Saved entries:
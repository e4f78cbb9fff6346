//! Host model of the RP2040/RP2350 flash subsystem, for tests.
//!
//! One `SimChip` holds the flash device, both controllers, the bootrom,
//! the XIP window and the OTP word. Every register-level handle shares it
//! through `Shared`, so a test can inspect the chip while the driver
//! owns the handles.

use std::cell::RefCell;
use std::collections::VecDeque;
use std::rc::Rc;

use crate::boot2::BOOT2_SIZE_WORDS;
use crate::bus::{AbortLatch, ChipSelect};
use crate::devinfo::{DevInfo, DevInfoSize, DevInfoWord};
use crate::qmi::{
    Qmi, QmiRegisters, DIRECT_CSR_ASSERT_CS0N, DIRECT_CSR_BUSY, DIRECT_CSR_EN, DIRECT_CSR_RXEMPTY,
    DIRECT_CSR_TXEMPTY, DIRECT_CSR_TXFULL, DIRECT_TX_DWIDTH, DIRECT_TX_NOPUSH,
};
use crate::rom::{FlashRom, RomFunction};
use crate::ssi::{OutOver, Ssi, SsiRegisters, SSI_FIFO_DEPTH};
use crate::xip::{Cs1Save, XipWindow, QMI_M1_WCMD_RESET, QMI_M1_WFMT_RESET};
use crate::{XipFlash, SECTOR_SIZE};

pub(crate) type Shared = Rc<RefCell<SimChip>>;

#[derive(Copy, Clone, Debug, PartialEq, Eq)]
pub(crate) enum Generation {
    Rp2040,
    Rp2350,
}

/// Everything the excursion does outside the bus, in order.
#[derive(Copy, Clone, Debug, PartialEq, Eq)]
pub(crate) enum Event {
    CleanCache,
    SaveCs1,
    Rom(RomFunction),
    Boot2,
    RestoreCs1,
    ResetCs1Write,
}

/// QMI CS1 window registers.
#[derive(Copy, Clone, Debug, PartialEq, Eq)]
pub(crate) struct Cs1Regs {
    pub timing: u32,
    pub rcmd: u32,
    pub rfmt: u32,
    pub wfmt: u32,
    pub wcmd: u32,
}

impl Cs1Regs {
    /// A QSPI PSRAM set up for quad reads and writes.
    const PSRAM: Cs1Regs = Cs1Regs {
        timing: 0x6000_0203,
        rcmd: 0x0000_F5EB,
        rfmt: 0x0006_12AA,
        wfmt: 0x0000_12AA,
        wcmd: 0x0000_F538,
    };
}

/// What the bootrom's exit sequence leaves in the CS1 read registers.
const CLEAN_TIMING: u32 = 0x4000_0004;
const CLEAN_RCMD: u32 = 0x0000_0003;
const CLEAN_RFMT: u32 = 0x0000_1000;
/// Marks a write configuration the exit sequence has invalidated.
const STALE: u32 = 0xDEAD_BEEF;

const QMI_FIFO_DEPTH: usize = 4;
const BOOT2_MAGIC: u32 = 0xB007_0000;

pub(crate) struct SimChip {
    generation: Generation,
    mem: Vec<u8>,
    xip_enabled: bool,
    has_boot_stage: bool,
    missing: Vec<RomFunction>,
    events: Vec<Event>,
    boot2_reads: usize,

    selected: bool,
    frame: Vec<u8>,
    wel: bool,
    busy_polls: usize,
    busy_latency: usize,
    hold_busy: bool,
    status_polls: usize,
    flash_bytes: usize,
    bus_bytes: usize,
    abort_at: Option<usize>,

    ssi_tx: VecDeque<u8>,
    ssi_rx: VecDeque<u8>,
    max_fifo_level: usize,

    csr: u32,
    qmi_tx: VecDeque<u32>,
    qmi_rx: VecDeque<u8>,

    cs1: Cs1Regs,
    devinfo: u16,
}

impl SimChip {
    const UNIQUE_ID: [u8; 8] = [0xE6, 0x60, 0x58, 0x38, 0x83, 0x4A, 0x2C, 0x21];
    const JEDEC_ID: [u8; 3] = [0xEF, 0x40, 0x15];

    fn new(generation: Generation, capacity: usize) -> Shared {
        Rc::new(RefCell::new(SimChip {
            generation,
            mem: vec![0xFF; capacity],
            xip_enabled: true,
            has_boot_stage: true,
            missing: Vec::new(),
            events: Vec::new(),
            boot2_reads: 0,
            selected: false,
            frame: Vec::new(),
            wel: false,
            busy_polls: 0,
            busy_latency: 0,
            hold_busy: false,
            status_polls: 0,
            flash_bytes: 0,
            bus_bytes: 0,
            abort_at: None,
            ssi_tx: VecDeque::new(),
            ssi_rx: VecDeque::new(),
            max_fifo_level: 0,
            csr: 0,
            qmi_tx: VecDeque::new(),
            qmi_rx: VecDeque::new(),
            cs1: Cs1Regs::PSRAM,
            devinfo: 0,
        }))
    }

    pub fn rp2040(capacity: usize) -> Shared {
        Self::new(Generation::Rp2040, capacity)
    }

    pub fn rp2350(capacity: usize) -> Shared {
        Self::new(Generation::Rp2350, capacity)
    }

    /// Raw flash contents, bypassing every controller.
    pub fn mem(&self, offset: u32, len: usize) -> Vec<u8> {
        self.mem[offset as usize..offset as usize + len].to_vec()
    }

    /// Fill flash directly, as a previous image would have left it.
    pub fn preload(&mut self, offset: u32, data: &[u8]) {
        self.mem[offset as usize..offset as usize + data.len()].copy_from_slice(data);
    }

    /// Read through the memory-mapped window.
    pub fn xip_read(&self, offset: u32, len: usize) -> Vec<u8> {
        assert!(self.xip_enabled, "XIP read while flash is unmapped");
        self.mem(offset, len)
    }

    pub fn xip_enabled(&self) -> bool {
        self.xip_enabled
    }

    /// Put the device in serial command mode without going through the bootrom.
    pub fn exit_xip_for_test(&mut self) {
        self.xip_enabled = false;
    }

    pub fn unique_id(&self) -> [u8; 8] {
        Self::UNIQUE_ID
    }

    pub fn jedec_id(&self) -> [u8; 3] {
        Self::JEDEC_ID
    }

    pub fn cs_asserted(&self) -> bool {
        self.selected
    }

    pub fn busy(&self) -> bool {
        self.hold_busy || self.busy_polls > 0
    }

    /// Report busy for `polls` status reads after each program or erase.
    pub fn set_busy_latency(&mut self, polls: usize) {
        self.busy_latency = polls;
    }

    /// Report busy forever.
    pub fn hold_busy(&mut self) {
        self.hold_busy = true;
    }

    pub fn status_polls(&self) -> usize {
        self.status_polls
    }

    /// Bytes which reached the flash device.
    pub fn flash_bytes_shifted(&self) -> usize {
        self.flash_bytes
    }

    /// Bytes clocked by any controller, on any chip select.
    pub fn bus_bytes(&self) -> usize {
        self.bus_bytes
    }

    /// Latch the abort request once `bytes` more bytes have been clocked.
    pub fn abort_after(&mut self, bytes: usize) {
        self.abort_at = Some(self.bus_bytes + bytes);
    }

    pub fn aborted(&self) -> bool {
        self.abort_at.map_or(false, |at| self.bus_bytes >= at)
    }

    pub fn max_fifo_level(&self) -> usize {
        self.max_fifo_level
    }

    /// Entries left in any controller FIFO.
    pub fn fifo_level(&self) -> usize {
        self.ssi_tx.len() + self.ssi_rx.len() + self.qmi_tx.len() + self.qmi_rx.len()
    }

    pub fn direct_csr_raw(&self) -> u32 {
        self.csr
    }

    pub fn events(&self) -> Vec<Event> {
        self.events.clone()
    }

    pub fn clear_events(&mut self) {
        self.events.clear();
    }

    pub fn remove_rom_function(&mut self, func: RomFunction) {
        self.missing.push(func);
    }

    /// Model a RAM-only image, which has no boot stage routine to re-enter XIP with.
    pub fn remove_boot_stage(&mut self) {
        self.has_boot_stage = false;
    }

    pub fn boot2_reads(&self) -> usize {
        self.boot2_reads
    }

    pub fn cs1(&self) -> Cs1Regs {
        self.cs1
    }

    pub fn set_devinfo(&mut self, raw: u16) {
        self.devinfo = raw;
    }

    fn cs1_populated(&self) -> bool {
        (self.devinfo >> 12) & 0xF != 0
    }

    fn select(&mut self) {
        assert!(!self.xip_enabled, "serial command issued while XIP is enabled");
        self.selected = true;
        self.frame.clear();
    }

    fn deselect(&mut self) {
        self.selected = false;
        let frame = std::mem::take(&mut self.frame);
        if frame.is_empty() || (self.busy() && frame[0] != 0x05) {
            return;
        }
        match frame[0] {
            0x06 => self.wel = true,
            0x02 if frame.len() >= 4 => self.program(Self::frame_addr(&frame), &frame[4..]),
            0x20 if frame.len() == 4 => self.erase(Self::frame_addr(&frame), SECTOR_SIZE),
            0xD8 if frame.len() == 4 => self.erase(Self::frame_addr(&frame), 64 * 1024),
            _ => {}
        }
    }

    fn frame_addr(frame: &[u8]) -> usize {
        ((frame[1] as usize) << 16) | ((frame[2] as usize) << 8) | frame[3] as usize
    }

    /// Clock one byte through the device, returning what it drives back.
    fn shift(&mut self, mosi: u8) -> u8 {
        self.flash_bytes += 1;
        self.frame.push(mosi);
        let idx = self.frame.len() - 1;
        match self.frame[0] {
            0x05 if idx >= 1 => self.status_byte(),
            0x03 if idx >= 4 => {
                let addr = Self::frame_addr(&self.frame) + idx - 4;
                self.mem[addr % self.mem.len()]
            }
            0x4B if (5..13).contains(&idx) => Self::UNIQUE_ID[idx - 5],
            0x9F if (1..4).contains(&idx) => Self::JEDEC_ID[idx - 1],
            _ => 0xFF,
        }
    }

    fn status_byte(&mut self) -> u8 {
        self.status_polls += 1;
        let busy = self.busy();
        if self.busy_polls > 0 {
            self.busy_polls -= 1;
        }
        (busy as u8) | ((self.wel as u8) << 1)
    }

    /// Program with NOR semantics: bits only clear, and the address wraps within the page.
    fn program(&mut self, addr: usize, data: &[u8]) {
        if !self.wel {
            return;
        }
        self.wel = false;
        let base = addr & !0xFF;
        for (i, &byte) in data.iter().enumerate() {
            let target = base + ((addr + i) & 0xFF);
            if target < self.mem.len() {
                self.mem[target] &= byte;
            }
        }
        self.busy_polls = self.busy_latency;
    }

    fn erase(&mut self, addr: usize, size: usize) {
        if !self.wel {
            return;
        }
        self.wel = false;
        let base = addr & !(size - 1);
        let end = (base + size).min(self.mem.len());
        for byte in &mut self.mem[base.min(end)..end] {
            *byte = 0xFF;
        }
        self.busy_polls = self.busy_latency;
    }

    /// One complete frame issued by the bootrom, which polls busy itself.
    fn rom_frame(&mut self, frame: &[u8]) {
        self.busy_polls = 0;
        self.select();
        for &byte in frame {
            self.bus_bytes += 1;
            self.shift(byte);
        }
        self.deselect();
        self.busy_polls = 0;
    }

    fn rom_cmd_addr(&mut self, cmd: u8, addr: usize, data: &[u8]) {
        let mut frame = vec![cmd, (addr >> 16) as u8, (addr >> 8) as u8, addr as u8];
        frame.extend_from_slice(data);
        self.rom_frame(&[0x06]);
        self.rom_frame(&frame);
    }

    fn ssi_tick(&mut self) {
        if let Some(mosi) = self.ssi_tx.pop_front() {
            self.bus_bytes += 1;
            let miso = if self.selected { self.shift(mosi) } else { 0xFF };
            assert!(self.ssi_rx.len() < SSI_FIFO_DEPTH as usize, "SSI RX FIFO overflow");
            self.ssi_rx.push_back(miso);
        }
    }

    fn qmi_tick(&mut self) {
        if self.csr & DIRECT_CSR_EN == 0 || self.qmi_rx.len() >= QMI_FIFO_DEPTH {
            return;
        }
        if let Some(entry) = self.qmi_tx.pop_front() {
            let wide = entry & DIRECT_TX_DWIDTH != 0;
            let nopush = entry & DIRECT_TX_NOPUSH != 0;
            assert!(!wide || nopush, "16-bit RX entries are not modelled");
            let width = if wide { 2 } else { 1 };
            let mut miso = 0;
            for i in 0..width {
                self.bus_bytes += 1;
                let mosi = (entry >> (8 * i)) as u8;
                miso = if self.selected { self.shift(mosi) } else { 0 };
            }
            if !nopush {
                self.qmi_rx.push_back(miso);
            }
        }
    }

    fn qmi_status(&self) -> u32 {
        let mut status = self.csr & (DIRECT_CSR_EN | DIRECT_CSR_ASSERT_CS0N | (DIRECT_CSR_ASSERT_CS0N << 1));
        if !self.qmi_tx.is_empty() {
            status |= DIRECT_CSR_BUSY;
        } else {
            status |= DIRECT_CSR_TXEMPTY;
        }
        if self.qmi_tx.len() >= QMI_FIFO_DEPTH {
            status |= DIRECT_CSR_TXFULL;
        }
        if self.qmi_rx.is_empty() {
            status |= DIRECT_CSR_RXEMPTY;
        }
        status
    }
}

/// SSI and QSPI_SS pad registers.
pub(crate) struct SimSsi(pub Shared);

impl SsiRegisters for SimSsi {
    fn txflr(&self) -> u32 {
        self.0.borrow().ssi_tx.len() as u32
    }

    /// Each level read lets the controller clock one byte.
    fn rxflr(&self) -> u32 {
        let mut chip = self.0.borrow_mut();
        chip.ssi_tick();
        chip.ssi_rx.len() as u32
    }

    fn write_dr0(&mut self, data: u32) {
        let mut chip = self.0.borrow_mut();
        assert!(chip.ssi_tx.len() < SSI_FIFO_DEPTH as usize, "SSI TX FIFO overflow");
        chip.ssi_tx.push_back(data as u8);
        let level = chip.ssi_tx.len() + chip.ssi_rx.len();
        chip.max_fifo_level = chip.max_fifo_level.max(level);
    }

    fn read_dr0(&mut self) -> u32 {
        self.0.borrow_mut().ssi_rx.pop_front().expect("SSI RX FIFO underflow") as u32
    }

    fn set_ss_outover(&mut self, value: OutOver) {
        let mut chip = self.0.borrow_mut();
        match value {
            OutOver::Low if !chip.selected => chip.select(),
            OutOver::High if chip.selected => chip.deselect(),
            _ => {}
        }
    }
}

WORK TO COMPLETE. Repeat only what runs from the line holding "pub(crate) struct SimSsi(pub Shared);" to the end of the data, keeping every line exactly as written, first and last included.

RESULT OF THIS EXERCISE.
pub(crate) struct SimSsi(pub Shared);

impl SsiRegisters for SimSsi {
    fn txflr(&self) -> u32 {
        self.0.borrow().ssi_tx.len() as u32
    }

    /// Each level read lets the controller clock one byte.
    fn rxflr(&self) -> u32 {
        let mut chip = self.0.borrow_mut();
        chip.ssi_tick();
        chip.ssi_rx.len() as u32
    }

    fn write_dr0(&mut self, data: u32) {
        let mut chip = self.0.borrow_mut();
        assert!(chip.ssi_tx.len() < SSI_FIFO_DEPTH as usize, "SSI TX FIFO overflow");
        chip.ssi_tx.push_back(data as u8);
        let level = chip.ssi_tx.len() + chip.ssi_rx.len();
        chip.max_fifo_level = chip.max_fifo_level.max(level);
    }

    fn read_dr0(&mut self) -> u32 {
        self.0.borrow_mut().ssi_rx.pop_front().expect("SSI RX FIFO underflow") as u32
    }

    fn set_ss_outover(&mut self, value: OutOver) {
        let mut chip = self.0.borrow_mut();
        match value {
            OutOver::Low if !chip.selected => chip.select(),
            OutOver::High if chip.selected => chip.deselect(),
            _ => {}
        }
    }
}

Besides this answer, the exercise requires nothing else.